Even so, because of the legacy of the past, most commercial banks
in India, and especially the public sector banks, still have very
large portfolios of bad loans. Some estimates place the total amount
at more than Rs 200,000 crores. Recovering even some of this should
enable banks to be much more generous in lending to sectors and
potential borrowers that are currently starved of institutional
credit.
In fact, it should not even be that difficult, in purely logistical
terms. It is an open secret that most of the NPAs are loans made
to large corporate houses. The top 200 companies account for anywhere
up to 80 per cent of the value of the total bad loans. So there
are relatively few debtors who hold a fairly large chunk of the
bad debt. This ought to make it quite simple to go after those who
have not repaid their previous loans, especially if they are currently
making profits that have made their top shareholders count among
the richest men in the world.
But this has not been on the cards for a while, if ever. The huge
accumulation of bad loans made to large corporates continues unabated,
while the same corporates merrily continue to access credit usually
on highly favourable terms both in India and abroad. Instead of
focussing attention on redeeming some of that debt, or even of naming
and shaming the defaulter, the commercial banks are seeking ways
to restructure their portfolio in ways that put all the burden on
small borrowers.
Thus, the phenomenon of banks hiring ''collection agents'' to recover
small loans and credit card payments had already started. These
agents are usually little more than goons who use threats and sometime
even physical force to ensure repayment or to take over collateral.
But of course such actions are cumbersome, and they also tend to
give the banks concerned a bad name. So the more recent tendency
is to outsource such activity altogether, by selling off such assets
to other ''finance'' companies that will have less compunction in
ensuring repayment by all possible means.
Thus, there have been reports that several public sector banks have
been selling off their small NPA accounts (for those loans of Rs
10 lakhs or less) at a large discount, to private players.
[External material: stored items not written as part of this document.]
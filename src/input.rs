// src/input.rs

use std::io::BufRead;
use tokio::sync::mpsc;
use tracing::warn;

/// Forwards each line of `reader` to the session as one user query.
///
/// Runs on a blocking thread. Bytes that are not UTF-8 are replaced rather
/// than ending input; only EOF, a read error or a closed session stop it.
pub fn forward_lines<R: BufRead>(reader: R, queries: &mpsc::Sender<String>) {
    for line in reader.split(b'\n') {
        let mut bytes = match line {
            Ok(bytes) => bytes,
            Err(e) => {
                warn!("Failed to read input: {}", e);
                break;
            }
        };
        if bytes.last() == Some(&b'\r') {
            bytes.pop();
        }

        let line = match String::from_utf8(bytes) {
            Ok(line) => line,
            Err(e) => {
                warn!("Input line is not valid UTF-8, replacing invalid bytes");
                String::from_utf8_lossy(e.as_bytes()).into_owned()
            }
        };

        if queries.blocking_send(line).is_err() {
            break;
        }
    }
}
Note
that there is no question of doing so with the loan accounts of
those who have borrowed more, presumably because they would have
greater economic (and political?) power to counter the repayment
pressures.
The companies that have bought these greatly discounted assets will
therefore move quickly to ensure that their investment was worth
it, by extracting as much of the loans as they possibly can. And
they will use not just correct formal procedures, but also goons
and toughs to scare the borrowers into repaying.
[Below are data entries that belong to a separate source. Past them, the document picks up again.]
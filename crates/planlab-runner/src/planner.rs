use anyhow::{anyhow, Context, Result};
use chrono::{DateTime, Utc};
use planlab_core::{ensure_dir, sha256_bytes, sha256_file, RunKey};
use serde_json::{json, Value};
use std::fs::{self, File};
use std::path::{Path, PathBuf};
use std::process::{Command, Stdio};
use std::time::Instant;

use crate::experiment::{AlgorithmConfig, PlannerConfig};
use crate::suite::Task;

pub const RUN_LOG: &str = "run.log";
pub const RUN_ERR: &str = "run.err";
pub const STATIC_PROPERTIES: &str = "static-properties.json";
pub const PROPERTIES: &str = "properties.json";

pub fn runs_dir(exp_dir: &Path) -> PathBuf {
    exp_dir.join("runs")
}

/// Files of one run under `<exp_dir>/runs/<algorithm>/<domain>/<problem>/`.
#[derive(Debug, Clone)]
pub struct RunPaths {
    pub dir: PathBuf,
    pub log: PathBuf,
    pub err: PathBuf,
    pub static_properties: PathBuf,
    pub properties: PathBuf,
}

impl RunPaths {
    pub fn new(exp_dir: &Path, key: &RunKey) -> Self {
        let dir = runs_dir(exp_dir)
            .join(&key.algorithm)
            .join(&key.domain)
            .join(&key.problem);
        Self::in_dir(dir)
    }

    pub fn in_dir(dir: PathBuf) -> Self {
        Self {
            log: dir.join(RUN_LOG),
            err: dir.join(RUN_ERR),
            static_properties: dir.join(STATIC_PROPERTIES),
            properties: dir.join(PROPERTIES),
            dir,
        }
    }

    /// A run counts as done once its static properties were written.
    pub fn is_complete(&self) -> bool {
        self.static_properties.is_file()
    }
}

/// `command + driver_options + limits + components + [domain, problem] + args`.
pub fn build_command(
    command: &[String],
    planner: &PlannerConfig,
    algorithm: &AlgorithmConfig,
    task: &Task,
) -> Vec<String> {
    let mut cmd: Vec<String> = command.to_vec();
    cmd.extend(algorithm.driver_options.iter().cloned());
    if let Some(secs) = planner.time_limit_seconds {
        cmd.push("--overall-time-limit".to_string());
        cmd.push(format!("{}s", secs));
    }
    if let Some(mb) = planner.memory_limit_mb {
        cmd.push("--overall-memory-limit".to_string());
        cmd.push(format!("{}M", mb));
    }
    cmd.extend(planner.components.iter().map(|c| format!("--{}", c)));
    cmd.push(absolute(&task.domain_file));
    cmd.push(absolute(&task.problem_file));
    cmd.extend(algorithm.args.iter().cloned());
    cmd
}

fn absolute(path: &Path) -> String {
    fs::canonicalize(path)
        .unwrap_or_else(|_| path.to_path_buf())
        .to_string_lossy()
        .to_string()
}

fn command_part_looks_like_path(part: &str) -> bool {
    part.starts_with('.') || part.starts_with('/') || part.contains('/') || part.ends_with(".py")
}

/// Digest of the planner entry point: the script or binary when it exists
/// on disk, the command text otherwise.
pub fn planner_digest(command: &[String]) -> Result<String> {
    let target = command
        .iter()
        .take(2)
        .find(|part| command_part_looks_like_path(part))
        .map(Path::new)
        .filter(|p| p.is_file());
    let hex = match target {
        Some(path) => sha256_file(path)?,
        None => sha256_bytes(command.join(" ").as_bytes()),
    };
    Ok(format!("sha256:{}", hex))
}

/// Single-line rendering of the command, quoted so it can be pasted into a
/// shell to reproduce the run.
pub fn shell_join(parts: &[String]) -> String {
    parts
        .iter()
        .map(|p| shell_quote(p))
        .collect::<Vec<_>>()
        .join(" ")
}

fn shell_quote(s: &str) -> String {
    if s.is_empty() {
        "''".to_string()
    } else if s
        .chars()
        .all(|c| c.is_ascii_alphanumeric() || "-_./:=".contains(c))
    {
        s.to_string()
    } else {
        format!("'{}'", s.replace('\'', "'\"'\"'"))
    }
}

#[derive(Debug, Clone)]
pub struct RunOutcome {
    /// `None` when the planner was terminated by a signal.
    pub exit_code: Option<i32>,
    pub wall_clock_time: f64,
    pub started_at: DateTime<Utc>,
    pub finished_at: DateTime<Utc>,
}

/// Runs the planner once inside the run directory with stdout and stderr
/// redirected to `run.log` and `run.err`.
pub fn execute(command: &[String], paths: &RunPaths) -> Result<RunOutcome> {
    let (program, args) = command
        .split_first()
        .ok_or_else(|| anyhow!("planner command is empty"))?;
    ensure_dir(&paths.dir)?;
    let stdout = File::create(&paths.log)
        .with_context(|| format!("creating {}", paths.log.display()))?;
    let stderr = File::create(&paths.err)
        .with_context(|| format!("creating {}", paths.err.display()))?;

    let started_at = Utc::now();
    let clock = Instant::now();
    let status = Command::new(program)
        .args(args)
        .current_dir(&paths.dir)
        .stdin(Stdio::null())
        .stdout(Stdio::from(stdout))
        .stderr(Stdio::from(stderr))
        .status()
        .with_context(|| format!("failed to start planner {}", program))?;
    Ok(RunOutcome {
        exit_code: status.code(),
        wall_clock_time: clock.elapsed().as_secs_f64(),
        started_at,
        finished_at: Utc::now(),
    })
}

pub fn static_properties(
    key: &RunKey,
    command: &[String],
    digest: &str,
    planner: &PlannerConfig,
    outcome: &RunOutcome,
) -> Value {
    let mut props = json!({
        "algorithm": key.algorithm,
        "domain": key.domain,
        "problem": key.problem,
        "command": shell_join(command),
        "planner_digest": digest,
        "wall_clock_time": outcome.wall_clock_time,
        "started_at": outcome.started_at.to_rfc3339(),
        "finished_at": outcome.finished_at.to_rfc3339(),
    });
    if let Some(obj) = props.as_object_mut() {
        if let Some(code) = outcome.exit_code {
            obj.insert("planner_exit_code".to_string(), json!(code));
        }
        if let Some(secs) = planner.time_limit_seconds {
            obj.insert("limit_search_time".to_string(), json!(secs));
        }
        if let Some(mb) = planner.memory_limit_mb {
            obj.insert("limit_search_memory".to_string(), json!(mb));
        }
    }
    props
}

#[cfg(test)]
mod tests {
    use super::*;

    fn planner(time: Option<u64>, memory: Option<u64>) -> PlannerConfig {
        PlannerConfig {
            command: vec!["./fast-downward.py".to_string()],
            time_limit_seconds: time,
            memory_limit_mb: memory,
            components: vec![],
        }
    }

    fn algorithm() -> AlgorithmConfig {
        AlgorithmConfig {
            name: "blind".to_string(),
            args: vec!["--search".to_string(), "astar(blind())".to_string()],
            driver_options: vec!["--build".to_string(), "release".to_string()],
        }
    }

    fn task() -> Task {
        Task {
            domain: "gripper".to_string(),
            problem: "prob01.pddl".to_string(),
            domain_file: PathBuf::from("/bench/gripper/domain.pddl"),
            problem_file: PathBuf::from("/bench/gripper/prob01.pddl"),
        }
    }

    #[test]
    fn command_line_orders_options_files_and_args() {
        let p = planner(Some(1800), Some(4096));
        let cmd = build_command(&p.command, &p, &algorithm(), &task());
        assert_eq!(
            cmd,
            vec![
                "./fast-downward.py",
                "--build",
                "release",
                "--overall-time-limit",
                "1800s",
                "--overall-memory-limit",
                "4096M",
                "/bench/gripper/domain.pddl",
                "/bench/gripper/prob01.pddl",
                "--search",
                "astar(blind())",
            ]
        );
    }

    #[test]
    fn limits_are_omitted_when_unset() {
        let p = planner(None, None);
        let cmd = build_command(&p.command, &p, &algorithm(), &task());
        assert!(!cmd.iter().any(|c| c.starts_with("--overall")));
    }

    #[test]
    fn shell_join_quotes_search_strings() {
        let cmd = vec!["--search".to_string(), "astar(blind())".to_string()];
        assert_eq!(shell_join(&cmd), "--search 'astar(blind())'");
    }

    #[test]
    fn digest_falls_back_to_command_text() {
        let d1 = planner_digest(&["no-such-planner".to_string()]).expect("digest");
        let d2 = planner_digest(&["no-such-planner".to_string()]).expect("digest");
        assert_eq!(d1, d2);
        assert!(d1.starts_with("sha256:"));
    }

    #[cfg(unix)]
    #[test]
    fn execute_captures_streams_and_exit_code() {
        let dir = tempfile::tempdir().expect("tempdir");
        let paths = RunPaths::in_dir(dir.path().join("run"));
        let cmd = vec![
            "/bin/sh".to_string(),
            "-c".to_string(),
            "echo 'Solution found!'; echo oops >&2; exit 12".to_string(),
        ];
        let outcome = execute(&cmd, &paths).expect("execute");
        assert_eq!(outcome.exit_code, Some(12));
        assert_eq!(fs::read_to_string(&paths.log).expect("log"), "Solution found!\n");
        assert_eq!(fs::read_to_string(&paths.err).expect("err"), "oops\n");
        assert!(outcome.finished_at >= outcome.started_at);
    }

    #[test]
    fn missing_program_is_an_error() {
        let dir = tempfile::tempdir().expect("tempdir");
        let paths = RunPaths::in_dir(dir.path().join("run"));
        let err = execute(&["/nonexistent/planner".to_string()], &paths).expect_err("spawn");
        assert!(err.to_string().contains("failed to start planner"));
    }
}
This means that the small scale producers, the middle class families
and similar groups that have borrowed relatively small amounts will
all be under great pressure to repay promptly. They could have borrowed
these amounts to finance their production, to eke out a livelihood,
to purchase some treasured asset like a consumer durable or a means
of transport, or been to finance education or health expenses. It
does not matter what the cause is, if for any reason they experience
difficulties in timely and continuing repayment. They can expect
humiliating treatment from aggressive debt collectors, attachment
of property and intimidation by various means, even up to threat
of physical violence.
Since these small loans account for relatively little of the total
NPAs, such sale of NPAs will do very little to improve the overall
asset position of the banks. And of course the big fish that do
account for most of the NPAs will simply swim away unmolested, and
even continue to get more loans from the same banks!
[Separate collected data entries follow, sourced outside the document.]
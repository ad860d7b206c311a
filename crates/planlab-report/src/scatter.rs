//! Paired attribute values for x/y scatter plots.
//!
//! Points are emitted as data, either a tab separated `.dat` file or a
//! pgfplots `.tex` wrapper; rendering the picture is left to the typesetter.

use crate::error::{ReportError, Result};
use crate::table::{with_suffix, write_text};
use planlab_core::{RunRecord, RunStore};
use serde::Serialize;
use std::collections::BTreeMap;
use std::fmt;
use std::path::{Path, PathBuf};
use tracing::debug;

/// Assigns a point to a colour group given the two base runs (x side, y side).
pub type Categorizer = Box<dyn Fn(&RunRecord, &RunRecord) -> Option<String>>;

#[derive(Debug, Clone, Copy, PartialEq, Eq)]
pub enum ScatterMode {
    /// Algorithm 1 against algorithm 2.
    Pair,
    /// Algorithm 1 against the pointwise minimum of algorithms 2 and 3.
    Oracle,
    /// Algorithm 1 against the pointwise minimum of algorithms 1 and 2.
    OracleFirstAsThird,
}

impl ScatterMode {
    pub fn expected_algorithms(self) -> usize {
        match self {
            ScatterMode::Pair | ScatterMode::OracleFirstAsThird => 2,
            ScatterMode::Oracle => 3,
        }
    }

    fn report_name(self) -> &'static str {
        match self {
            ScatterMode::Pair => "scatter",
            ScatterMode::Oracle => "oracle scatter",
            ScatterMode::OracleFirstAsThird => "oracle scatter (first as third)",
        }
    }
}

#[derive(Debug, Clone, Copy, PartialEq, Eq)]
pub enum ScatterFormat {
    Dat,
    Tex,
}

impl ScatterFormat {
    pub fn suffix(self) -> &'static str {
        match self {
            ScatterFormat::Dat => "dat",
            ScatterFormat::Tex => "tex",
        }
    }
}

#[derive(Debug, Clone, PartialEq, Serialize)]
pub struct ScatterPoint {
    pub category: Option<String>,
    pub domain: String,
    pub problem: String,
    pub x: f64,
    pub y: f64,
}

pub struct ScatterReport {
    pub algorithms: Vec<String>,
    pub attribute: String,
    pub mode: ScatterMode,
    categorizer: Option<Categorizer>,
}

impl fmt::Debug for ScatterReport {
    fn fmt(&self, f: &mut fmt::Formatter<'_>) -> fmt::Result {
        f.debug_struct("ScatterReport")
            .field("algorithms", &self.algorithms)
            .field("attribute", &self.attribute)
            .field("mode", &self.mode)
            .field("categorized", &self.categorizer.is_some())
            .finish()
    }
}

impl ScatterReport {
    pub fn new(algorithms: Vec<String>, attribute: impl Into<String>, mode: ScatterMode) -> Self {
        Self {
            algorithms,
            attribute: attribute.into(),
            mode,
            categorizer: None,
        }
    }

    pub fn with_categorizer(mut self, categorizer: Categorizer) -> Self {
        self.categorizer = Some(categorizer);
        self
    }

    fn validate(&self, store: &RunStore) -> Result<()> {
        let expected = self.mode.expected_algorithms();
        if self.algorithms.len() != expected {
            return Err(ReportError::AlgorithmCount {
                report: self.mode.report_name(),
                expected,
                got: self.algorithms.clone(),
            });
        }
        crate::table::check_algorithms(store, &self.algorithms)
    }

    pub fn points(&self, store: &RunStore) -> Result<Vec<ScatterPoint>> {
        self.validate(store)?;
        let mut points = Vec::new();
        for ((domain, problem), runs) in store.problem_runs(&self.algorithms) {
            let by_alg: BTreeMap<&str, &RunRecord> = runs
                .iter()
                .map(|r| (r.key.algorithm.as_str(), *r))
                .collect();
            let sides: Option<Vec<&RunRecord>> = self
                .algorithms
                .iter()
                .map(|a| by_alg.get(a.as_str()).copied())
                .collect();
            let Some(sides) = sides else {
                debug!(%domain, %problem, "incomplete run set, no point");
                continue;
            };
            let value = |run: &RunRecord| run.get_f64(&self.attribute);

            let xy = match self.mode {
                ScatterMode::Pair => value(sides[0]).zip(value(sides[1])),
                ScatterMode::Oracle => {
                    value(sides[0]).zip(pointwise_min(value(sides[1]), value(sides[2])))
                }
                ScatterMode::OracleFirstAsThird => {
                    let x = value(sides[0]);
                    x.zip(pointwise_min(x, value(sides[1])))
                }
            };
            let Some((x, y)) = xy else {
                continue;
            };
            let category = self
                .categorizer
                .as_ref()
                .and_then(|categorize| categorize(sides[0], sides[1]));
            points.push(ScatterPoint {
                category,
                domain,
                problem,
                x,
                y,
            });
        }
        Ok(points)
    }

    /// Writes the points to `path` (suffix added if missing) and returns the
    /// path actually written.
    pub fn write(&self, store: &RunStore, path: &Path, format: ScatterFormat) -> Result<PathBuf> {
        let points = self.points(store)?;
        let out = with_suffix(path, format.suffix());
        let text = match format {
            ScatterFormat::Dat => render_dat(&points),
            ScatterFormat::Tex => self.render_tex(&points),
        };
        write_text(&out, &text)?;
        debug!(path = %out.display(), points = points.len(), "wrote scatter");
        Ok(out)
    }

    pub fn render_tex(&self, points: &[ScatterPoint]) -> String {
        let mut groups: BTreeMap<String, Vec<&ScatterPoint>> = BTreeMap::new();
        for p in points {
            let name = p.category.clone().unwrap_or_else(|| "None".to_string());
            groups.entry(name).or_default().push(p);
        }
        let y_label = match self.mode {
            ScatterMode::Pair => self.algorithms.get(1).cloned().unwrap_or_default(),
            _ => "oracle".to_string(),
        };
        let x_label = self.algorithms.first().cloned().unwrap_or_default();
        let max = points
            .iter()
            .flat_map(|p| [p.x, p.y])
            .fold(1.0_f64, f64::max);

        let mut out = String::new();
        out.push_str("\\begin{tikzpicture}\n");
        out.push_str(&format!(
            "\\begin{{axis}}[xlabel={{{}}}, ylabel={{{}}}, title={{{}}}]\n",
            x_label, y_label, self.attribute
        ));
        for (name, members) in &groups {
            out.push_str("\\addplot[only marks] coordinates {");
            for p in members {
                out.push_str(&format!(" ({}, {})", p.x, p.y));
            }
            out.push_str(" };\n");
            out.push_str(&format!("\\addlegendentry{{{}}}\n", name));
        }
        out.push_str(&format!(
            "\\addplot[no marks, dashed] coordinates {{ (0, 0) ({max}, {max}) }};\n"
        ));
        out.push_str("\\end{axis}\n\\end{tikzpicture}\n");
        out
    }
}

pub fn render_dat(points: &[ScatterPoint]) -> String {
    let mut out = String::from("# category\tdomain\tproblem\tx\ty\n");
    for p in points {
        out.push_str(&format!(
            "{}\t{}\t{}\t{}\t{}\n",
            p.category.as_deref().unwrap_or("None"),
            p.domain,
            p.problem,
            p.x,
            p.y
        ));
    }
    out
}

/// A missing side loses to the present one; two missing sides yield nothing.
fn pointwise_min(a: Option<f64>, b: Option<f64>) -> Option<f64> {
    match (a, b) {
        (Some(a), Some(b)) => Some(a.min(b)),
        (Some(v), None) | (None, Some(v)) => Some(v),
        (None, None) => None,
    }
}

/// Categorizes a point by the domain of its x-side run.
pub fn by_domain() -> Categorizer {
    Box::new(|run: &RunRecord, _: &RunRecord| Some(run.key.domain.clone()))
}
Because such a move gets couched in technical language in banking
reports and is scarcely mentioned in mainstream media, most people
are not even aware of the implications of such a seemingly innocuous
move of the public sector banks. Only when the instance of harassment
and eviction, and the midnight knocks on the door by mafia-style
collectors, start to proliferate, will the full implications sink
in.
Would it be too much to ask for a level playing field in the matter
of these NPAs? That for every small farmer or middle class household
that is harassed, one big company is also exposed and forced to
repay?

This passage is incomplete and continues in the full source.